Sexy isn’t selling anymore for Victoria’s Secret
Victoria’s Secret, wrapping up another tough year, last week reported a seven percent drop in same-store sales in the fourth quarter and announced plans to close 53 stores.
The chain rose to lingerie dominance with its overtly sexy imagery and brightly colored push-up bras, but both seem to be running against the #MeToo and other women’s empowerment movements over the last decade.
On the product side, competitors including ThirdLove, Adore Me and American Eagle’s Aerie are gaining share by offering more comfortable bra and underwear styles in softer colors. Bralettes and sports bras have found favor over Victoria’s Secret’s push-up bras. Victoria’s Secret’s limited in-store size range has also been called out with many upstarts promoting inclusive offerings.
The bigger issue appears be Victoria’s Secret’s traditional hyper-sexualized, ultra-glamorous imagery. Many newer brands embrace body-positive messages by featuring everyday women, not models, as well as a wide range of body types in advertising. Ratings for last year’s Victoria’s Secret Fashion Show dropped 30 percent. Victoria’s Secret’s avoidance of using plus-sized models has also stoked controversy.
Further, the chain’s lofty pricing is seen as an issue for many consumers. Target’s announcement last week that it is launching three lingerie and sleepwear brands may lead to more pressure on Victoria’s Secret to moderate its prices.

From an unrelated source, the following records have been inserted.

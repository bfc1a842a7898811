//! Fraud review queue
//!
//! Loads scorer inputs from the store, runs the pure scorers and queues
//! high-risk subjects for manual review.

use std::collections::HashMap;
use std::sync::Arc;

use chrono::{DateTime, Utc};
use serde::{Deserialize, Serialize};
use tracing::{info, warn};

use super::fraud_scorer::{score_listing, score_transaction, FraudScore, FraudSignal, RiskLevel};
use crate::error::{ServiceError, ServiceResult};
use crate::models::Listing;
use crate::store::Store;

/// Maximum same-category listings compared against
const COHORT_LIMIT: i64 = 200;

#[derive(Debug, Serialize, Deserialize, sqlx::Type, Clone, Copy, PartialEq, Eq, Hash)]
#[sqlx(type_name = "review_subject", rename_all = "lowercase")]
#[serde(rename_all = "lowercase")]
pub enum ReviewSubject {
    Listing,
    Transaction,
}

/// One entry of the manual review queue, keyed by subject
#[derive(Debug, Serialize, Clone)]
pub struct FraudReview {
    pub id: i64,
    pub subject_kind: ReviewSubject,
    pub subject_id: i64,
    pub score: i32,
    pub risk_level: RiskLevel,
    pub signals: Vec<FraudSignal>,
    pub created_at: DateTime<Utc>,
    pub updated_at: DateTime<Utc>,
}

#[derive(Debug, Clone)]
pub struct NewFraudReview {
    pub subject_kind: ReviewSubject,
    pub subject_id: i64,
    pub score: FraudScore,
    pub now: DateTime<Utc>,
}

/// Fraud review service
#[derive(Clone)]
pub struct FraudReviewService {
    store: Arc<dyn Store>,
}

impl FraudReviewService {
    pub fn new(store: Arc<dyn Store>) -> Self {
        Self { store }
    }

    /// Score a listing and queue it when the risk is high
    pub async fn assess_listing(&self, listing_id: i64, now: DateTime<Utc>) -> ServiceResult<FraudScore> {
        let listing = self
            .store
            .get_listing(listing_id)
            .await?
            .ok_or_else(|| ServiceError::NotFound(format!("listing {}", listing_id)))?;

        let seller = self.store.get_profile(listing.seller_id).await?;

        let mut cohort: HashMap<i64, Listing> = HashMap::new();
        for l in self
            .store
            .list_active_listings_in_category(&listing.category, COHORT_LIMIT)
            .await?
        {
            cohort.insert(l.id, l);
        }
        for l in self
            .store
            .list_active_listings_by_seller(listing.seller_id)
            .await?
        {
            cohort.insert(l.id, l);
        }
        let mut cohort: Vec<Listing> = cohort.into_values().collect();
        cohort.sort_by_key(|l| l.id);

        let score = score_listing(&listing, seller.as_ref(), &cohort, now);
        self.queue_if_risky(ReviewSubject::Listing, listing_id, &score, now)
            .await;
        Ok(score)
    }

    /// Score a transaction and queue it when the risk is high
    pub async fn assess_transaction(
        &self,
        transaction_id: i64,
        now: DateTime<Utc>,
    ) -> ServiceResult<FraudScore> {
        let transaction = self
            .store
            .get_transaction(transaction_id)
            .await?
            .ok_or_else(|| ServiceError::NotFound(format!("transaction {}", transaction_id)))?;

        let listing = self.store.get_listing(transaction.listing_id).await?;
        let buyer = self.store.get_profile(transaction.buyer_id).await?;
        let seller = self.store.get_profile(transaction.seller_id).await?;

        let score = score_transaction(
            &transaction,
            listing.as_ref(),
            buyer.as_ref(),
            seller.as_ref(),
            now,
        );
        self.queue_if_risky(ReviewSubject::Transaction, transaction_id, &score, now)
            .await;
        Ok(score)
    }

    pub async fn list_reviews(&self, limit: i64, offset: i64) -> ServiceResult<Vec<FraudReview>> {
        Ok(self.store.list_fraud_reviews(limit, offset).await?)
    }

    /// Queue failures are logged; the score is still returned
    async fn queue_if_risky(
        &self,
        subject_kind: ReviewSubject,
        subject_id: i64,
        score: &FraudScore,
        now: DateTime<Utc>,
    ) {
        if !score.risk.needs_review() {
            return;
        }

        let review = NewFraudReview {
            subject_kind,
            subject_id,
            score: score.clone(),
            now,
        };
        match self.store.upsert_fraud_review(review).await {
            Ok(_) => info!(
                subject = ?subject_kind,
                subject_id,
                score = score.score,
                risk = ?score.risk,
                "Queued for fraud review"
            ),
            Err(e) => warn!(
                subject = ?subject_kind,
                subject_id,
                error = %e,
                "Failed to queue fraud review"
            ),
        }
    }
}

Finally, Victoria’s Secret is being impacted by its heavy exposure in struggling malls.
On its fourth quarter conference call, Stuart Burgdoerfer, CFO of L Brands, the parent of Victoria’s Secret, said the chain’s new heads of Lingerie (John Mehas) and Pink (Amy Hauk) will be “most focused” on improving product assortments. “If the merchandise is special, unique, reflects fashion, has newness, has technical benefit, there are terrific opportunities in the category,” said Mr. Burgdoerfer.
But he underscored that Victoria’s Secret is taking a “fresh hard look at everything” including its marketing pitch and annual fashion show.
Janine Stichter, analyst at Jefferies, told Bloomberg that changing Victoria’s Secret identity could prove difficult. She said, “People identify Victoria’s Secret with what’s it been for the last 20 years — very sexy and airbrushed models. If they were going to pivot now, I don’t think it would come off as authentic.”
- 4Q 2018 Earnings Release – L Brands
- 4Q 2018 Earnings Presentation – L Brands
- 4Q 2018 Earnings Commentary – L Brands
- Victoria’s Secret Needs to Break Out of Its Sexpot Rut – Bloomberg
- These brands are benefiting from fumbles at Victoria’s Secret – CNBC
- Victoria’s Secret closing 53 stores this year – CNN
- Bad Christmas for Victoria’s Secret Means More Store Closings Ahead – Bloomberg
- Is Victoria’s Secret’s ‘buy 2, get 1 free’ promo the beginning of the end? – RetailWire
DISCUSSION QUESTIONS: Are Victoria’s Secret’s challenges related more to product or marketing issues? How should management reposition Victoria’s Secret?